TASK ITEM>
Retype all of the entries word for word.
============
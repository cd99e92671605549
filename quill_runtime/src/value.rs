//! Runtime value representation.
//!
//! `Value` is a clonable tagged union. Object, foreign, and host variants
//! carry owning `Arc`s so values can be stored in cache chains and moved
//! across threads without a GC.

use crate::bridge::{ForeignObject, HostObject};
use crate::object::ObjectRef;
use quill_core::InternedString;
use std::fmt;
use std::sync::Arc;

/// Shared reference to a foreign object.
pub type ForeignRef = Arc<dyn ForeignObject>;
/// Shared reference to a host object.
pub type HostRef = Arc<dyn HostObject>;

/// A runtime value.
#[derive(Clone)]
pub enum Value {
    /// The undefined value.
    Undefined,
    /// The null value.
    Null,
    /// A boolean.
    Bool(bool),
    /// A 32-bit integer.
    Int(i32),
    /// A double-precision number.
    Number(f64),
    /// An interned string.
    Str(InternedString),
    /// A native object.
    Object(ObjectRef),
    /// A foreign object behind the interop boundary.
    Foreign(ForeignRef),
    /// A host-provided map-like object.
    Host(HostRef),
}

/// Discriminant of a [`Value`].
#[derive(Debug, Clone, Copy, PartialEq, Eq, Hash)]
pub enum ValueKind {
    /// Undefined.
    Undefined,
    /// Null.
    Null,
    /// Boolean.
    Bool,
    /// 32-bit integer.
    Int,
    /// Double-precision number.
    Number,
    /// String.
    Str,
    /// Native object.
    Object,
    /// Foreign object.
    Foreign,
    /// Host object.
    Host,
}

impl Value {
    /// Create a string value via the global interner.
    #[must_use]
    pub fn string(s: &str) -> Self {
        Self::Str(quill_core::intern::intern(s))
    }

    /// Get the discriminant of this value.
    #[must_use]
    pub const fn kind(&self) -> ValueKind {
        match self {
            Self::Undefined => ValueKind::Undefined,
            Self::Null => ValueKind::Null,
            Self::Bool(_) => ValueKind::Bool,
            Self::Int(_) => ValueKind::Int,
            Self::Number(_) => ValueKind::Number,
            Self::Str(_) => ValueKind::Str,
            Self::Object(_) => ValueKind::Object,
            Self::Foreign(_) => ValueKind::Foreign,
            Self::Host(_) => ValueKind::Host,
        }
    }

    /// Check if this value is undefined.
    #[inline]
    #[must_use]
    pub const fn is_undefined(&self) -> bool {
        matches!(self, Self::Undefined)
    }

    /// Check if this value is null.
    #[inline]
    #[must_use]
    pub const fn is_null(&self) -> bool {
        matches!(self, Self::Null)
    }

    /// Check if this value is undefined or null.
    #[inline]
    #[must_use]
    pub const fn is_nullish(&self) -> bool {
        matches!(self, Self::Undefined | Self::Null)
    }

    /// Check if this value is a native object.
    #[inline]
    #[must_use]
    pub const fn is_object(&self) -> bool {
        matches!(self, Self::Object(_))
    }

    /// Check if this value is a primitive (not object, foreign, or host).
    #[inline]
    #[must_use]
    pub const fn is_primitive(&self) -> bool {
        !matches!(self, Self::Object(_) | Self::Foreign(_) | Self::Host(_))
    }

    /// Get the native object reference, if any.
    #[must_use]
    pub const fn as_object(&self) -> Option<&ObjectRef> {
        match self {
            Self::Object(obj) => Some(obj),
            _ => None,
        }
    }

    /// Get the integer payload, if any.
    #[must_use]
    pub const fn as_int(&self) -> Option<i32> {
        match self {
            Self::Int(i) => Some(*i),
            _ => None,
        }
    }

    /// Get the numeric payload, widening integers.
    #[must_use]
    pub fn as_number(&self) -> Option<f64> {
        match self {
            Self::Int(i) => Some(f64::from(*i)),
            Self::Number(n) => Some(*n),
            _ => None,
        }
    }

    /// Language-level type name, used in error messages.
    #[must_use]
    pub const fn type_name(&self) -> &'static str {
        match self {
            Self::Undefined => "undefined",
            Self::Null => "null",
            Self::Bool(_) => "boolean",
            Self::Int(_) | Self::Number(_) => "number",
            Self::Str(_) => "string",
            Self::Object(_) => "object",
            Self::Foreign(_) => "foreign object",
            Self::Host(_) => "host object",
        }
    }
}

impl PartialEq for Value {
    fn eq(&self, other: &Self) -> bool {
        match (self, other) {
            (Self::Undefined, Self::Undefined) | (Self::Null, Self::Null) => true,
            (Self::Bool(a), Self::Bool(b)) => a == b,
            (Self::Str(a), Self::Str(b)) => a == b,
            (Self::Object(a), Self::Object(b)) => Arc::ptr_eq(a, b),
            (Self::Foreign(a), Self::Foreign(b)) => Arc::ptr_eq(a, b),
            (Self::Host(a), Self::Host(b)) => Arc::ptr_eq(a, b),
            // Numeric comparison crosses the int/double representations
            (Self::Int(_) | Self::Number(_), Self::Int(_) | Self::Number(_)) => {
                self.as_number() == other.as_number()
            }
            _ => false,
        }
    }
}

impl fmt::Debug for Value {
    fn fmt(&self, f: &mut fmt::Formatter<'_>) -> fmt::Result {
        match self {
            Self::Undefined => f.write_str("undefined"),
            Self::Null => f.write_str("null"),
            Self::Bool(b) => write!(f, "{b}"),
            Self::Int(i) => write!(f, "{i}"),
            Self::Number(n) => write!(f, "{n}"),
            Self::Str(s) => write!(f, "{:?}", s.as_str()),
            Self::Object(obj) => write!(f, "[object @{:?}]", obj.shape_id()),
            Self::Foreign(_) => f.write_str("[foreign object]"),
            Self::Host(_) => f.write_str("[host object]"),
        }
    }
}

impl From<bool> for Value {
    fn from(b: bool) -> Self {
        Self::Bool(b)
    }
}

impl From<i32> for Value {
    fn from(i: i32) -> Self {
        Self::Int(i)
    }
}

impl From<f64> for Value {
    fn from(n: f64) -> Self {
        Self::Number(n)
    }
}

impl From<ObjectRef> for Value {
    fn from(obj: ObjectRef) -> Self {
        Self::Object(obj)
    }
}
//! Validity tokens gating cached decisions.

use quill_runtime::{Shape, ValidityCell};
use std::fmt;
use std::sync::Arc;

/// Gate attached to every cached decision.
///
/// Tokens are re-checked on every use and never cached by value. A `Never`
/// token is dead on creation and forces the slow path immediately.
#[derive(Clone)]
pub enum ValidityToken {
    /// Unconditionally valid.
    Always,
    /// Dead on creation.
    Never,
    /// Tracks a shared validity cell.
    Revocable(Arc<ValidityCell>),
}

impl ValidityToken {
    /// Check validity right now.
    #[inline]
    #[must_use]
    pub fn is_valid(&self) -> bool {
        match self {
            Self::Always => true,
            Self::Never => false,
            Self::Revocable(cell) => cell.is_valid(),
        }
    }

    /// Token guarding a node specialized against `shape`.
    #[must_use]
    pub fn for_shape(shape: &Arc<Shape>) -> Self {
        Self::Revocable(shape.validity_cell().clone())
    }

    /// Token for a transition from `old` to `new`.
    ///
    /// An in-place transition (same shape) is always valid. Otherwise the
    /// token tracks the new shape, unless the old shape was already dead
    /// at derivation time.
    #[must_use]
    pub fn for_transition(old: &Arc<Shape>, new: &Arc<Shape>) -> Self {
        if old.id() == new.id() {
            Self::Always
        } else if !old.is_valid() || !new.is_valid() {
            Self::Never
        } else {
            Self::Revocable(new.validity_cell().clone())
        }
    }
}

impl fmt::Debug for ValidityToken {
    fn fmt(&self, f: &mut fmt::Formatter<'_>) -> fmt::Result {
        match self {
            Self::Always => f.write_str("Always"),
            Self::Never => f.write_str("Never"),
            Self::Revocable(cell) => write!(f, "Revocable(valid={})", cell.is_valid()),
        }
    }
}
============
EXERCISE SOLUTION>
repository cd99e92671605549
filename quill_runtime/src/value.rs
//! Runtime value representation.
//!
//! `Value` is a clonable tagged union. Object, foreign, and host variants
//! carry owning `Arc`s so values can be stored in cache chains and moved
//! across threads without a GC.

use crate::bridge::{ForeignObject, HostObject};
use crate::object::ObjectRef;
use quill_core::InternedString;
use std::fmt;
use std::sync::Arc;

/// Shared reference to a foreign object.
pub type ForeignRef = Arc<dyn ForeignObject>;
/// Shared reference to a host object.
pub type HostRef = Arc<dyn HostObject>;

/// A runtime value.
#[derive(Clone)]
pub enum Value {
    /// The undefined value.
    Undefined,
    /// The null value.
    Null,
    /// A boolean.
    Bool(bool),
    /// A 32-bit integer.
    Int(i32),
    /// A double-precision number.
    Number(f64),
    /// An interned string.
    Str(InternedString),
    /// A native object.
    Object(ObjectRef),
    /// A foreign object behind the interop boundary.
    Foreign(ForeignRef),
    /// A host-provided map-like object.
    Host(HostRef),
}

/// Discriminant of a [`Value`].
#[derive(Debug, Clone, Copy, PartialEq, Eq, Hash)]
pub enum ValueKind {
    /// Undefined.
    Undefined,
    /// Null.
    Null,
    /// Boolean.
    Bool,
    /// 32-bit integer.
    Int,
    /// Double-precision number.
    Number,
    /// String.
    Str,
    /// Native object.
    Object,
    /// Foreign object.
    Foreign,
    /// Host object.
    Host,
}

impl Value {
    /// Create a string value via the global interner.
    #[must_use]
    pub fn string(s: &str) -> Self {
        Self::Str(quill_core::intern::intern(s))
    }

    /// Get the discriminant of this value.
    #[must_use]
    pub const fn kind(&self) -> ValueKind {
        match self {
            Self::Undefined => ValueKind::Undefined,
            Self::Null => ValueKind::Null,
            Self::Bool(_) => ValueKind::Bool,
            Self::Int(_) => ValueKind::Int,
            Self::Number(_) => ValueKind::Number,
            Self::Str(_) => ValueKind::Str,
            Self::Object(_) => ValueKind::Object,
            Self::Foreign(_) => ValueKind::Foreign,
            Self::Host(_) => ValueKind::Host,
        }
    }

    /// Check if this value is undefined.
    #[inline]
    #[must_use]
    pub const fn is_undefined(&self) -> bool {
        matches!(self, Self::Undefined)
    }

    /// Check if this value is null.
    #[inline]
    #[must_use]
    pub const fn is_null(&self) -> bool {
        matches!(self, Self::Null)
    }

    /// Check if this value is undefined or null.
    #[inline]
    #[must_use]
    pub const fn is_nullish(&self) -> bool {
        matches!(self, Self::Undefined | Self::Null)
    }

    /// Check if this value is a native object.
    #[inline]
    #[must_use]
    pub const fn is_object(&self) -> bool {
        matches!(self, Self::Object(_))
    }

    /// Check if this value is a primitive (not object, foreign, or host).
    #[inline]
    #[must_use]
    pub const fn is_primitive(&self) -> bool {
        !matches!(self, Self::Object(_) | Self::Foreign(_) | Self::Host(_))
    }

    /// Get the native object reference, if any.
    #[must_use]
    pub const fn as_object(&self) -> Option<&ObjectRef> {
        match self {
            Self::Object(obj) => Some(obj),
            _ => None,
        }
    }

    /// Get the integer payload, if any.
    #[must_use]
    pub const fn as_int(&self) -> Option<i32> {
        match self {
            Self::Int(i) => Some(*i),
            _ => None,
        }
    }

    /// Get the numeric payload, widening integers.
    #[must_use]
    pub fn as_number(&self) -> Option<f64> {
        match self {
            Self::Int(i) => Some(f64::from(*i)),
            Self::Number(n) => Some(*n),
            _ => None,
        }
    }

    /// Language-level type name, used in error messages.
    #[must_use]
    pub const fn type_name(&self) -> &'static str {
        match self {
            Self::Undefined => "undefined",
            Self::Null => "null",
            Self::Bool(_) => "boolean",
            Self::Int(_) | Self::Number(_) => "number",
            Self::Str(_) => "string",
            Self::Object(_) => "object",
            Self::Foreign(_) => "foreign object",
            Self::Host(_) => "host object",
        }
    }
}

impl PartialEq for Value {
    fn eq(&self, other: &Self) -> bool {
        match (self, other) {
            (Self::Undefined, Self::Undefined) | (Self::Null, Self::Null) => true,
            (Self::Bool(a), Self::Bool(b)) => a == b,
            (Self::Str(a), Self::Str(b)) => a == b,
            (Self::Object(a), Self::Object(b)) => Arc::ptr_eq(a, b),
            (Self::Foreign(a), Self::Foreign(b)) => Arc::ptr_eq(a, b),
            (Self::Host(a), Self::Host(b)) => Arc::ptr_eq(a, b),
            // Numeric comparison crosses the int/double representations
            (Self::Int(_) | Self::Number(_), Self::Int(_) | Self::Number(_)) => {
                self.as_number() == other.as_number()
            }
            _ => false,
        }
    }
}

impl fmt::Debug for Value {
    fn fmt(&self, f: &mut fmt::Formatter<'_>) -> fmt::Result {
        match self {
            Self::Undefined => f.write_str("undefined"),
            Self::Null => f.write_str("null"),
            Self::Bool(b) => write!(f, "{b}"),
            Self::Int(i) => write!(f, "{i}"),
            Self::Number(n) => write!(f, "{n}"),
            Self::Str(s) => write!(f, "{:?}", s.as_str()),
            Self::Object(obj) => write!(f, "[object @{:?}]", obj.shape_id()),
            Self::Foreign(_) => f.write_str("[foreign object]"),
            Self::Host(_) => f.write_str("[host object]"),
        }
    }
}

impl From<bool> for Value {
    fn from(b: bool) -> Self {
        Self::Bool(b)
    }
}

impl From<i32> for Value {
    fn from(i: i32) -> Self {
        Self::Int(i)
    }
}

impl From<f64> for Value {
    fn from(n: f64) -> Self {
        Self::Number(n)
    }
}

impl From<ObjectRef> for Value {
    fn from(obj: ObjectRef) -> Self {
        Self::Object(obj)
    }
}
//! Validity tokens gating cached decisions.

use quill_runtime::{Shape, ValidityCell};
use std::fmt;
use std::sync::Arc;

/// Gate attached to every cached decision.
///
/// Tokens are re-checked on every use and never cached by value. A `Never`
/// token is dead on creation and forces the slow path immediately.
#[derive(Clone)]
pub enum ValidityToken {
    /// Unconditionally valid.
    Always,
    /// Dead on creation.
    Never,
    /// Tracks a shared validity cell.
    Revocable(Arc<ValidityCell>),
}

impl ValidityToken {
    /// Check validity right now.
    #[inline]
    #[must_use]
    pub fn is_valid(&self) -> bool {
        match self {
            Self::Always => true,
            Self::Never => false,
            Self::Revocable(cell) => cell.is_valid(),
        }
    }

    /// Token guarding a node specialized against `shape`.
    #[must_use]
    pub fn for_shape(shape: &Arc<Shape>) -> Self {
        Self::Revocable(shape.validity_cell().clone())
    }

    /// Token for a transition from `old` to `new`.
    ///
    /// An in-place transition (same shape) is always valid. Otherwise the
    /// token tracks the new shape, unless the old shape was already dead
    /// at derivation time.
    #[must_use]
    pub fn for_transition(old: &Arc<Shape>, new: &Arc<Shape>) -> Self {
        if old.id() == new.id() {
            Self::Always
        } else if !old.is_valid() || !new.is_valid() {
            Self::Never
        } else {
            Self::Revocable(new.validity_cell().clone())
        }
    }
}

impl fmt::Debug for ValidityToken {
    fn fmt(&self, f: &mut fmt::Formatter<'_>) -> fmt::Result {
        match self {
            Self::Always => f.write_str("Always"),
            Self::Never => f.write_str("Never"),
            Self::Revocable(cell) => write!(f, "Revocable(valid={})", cell.is_valid()),
        }
    }
}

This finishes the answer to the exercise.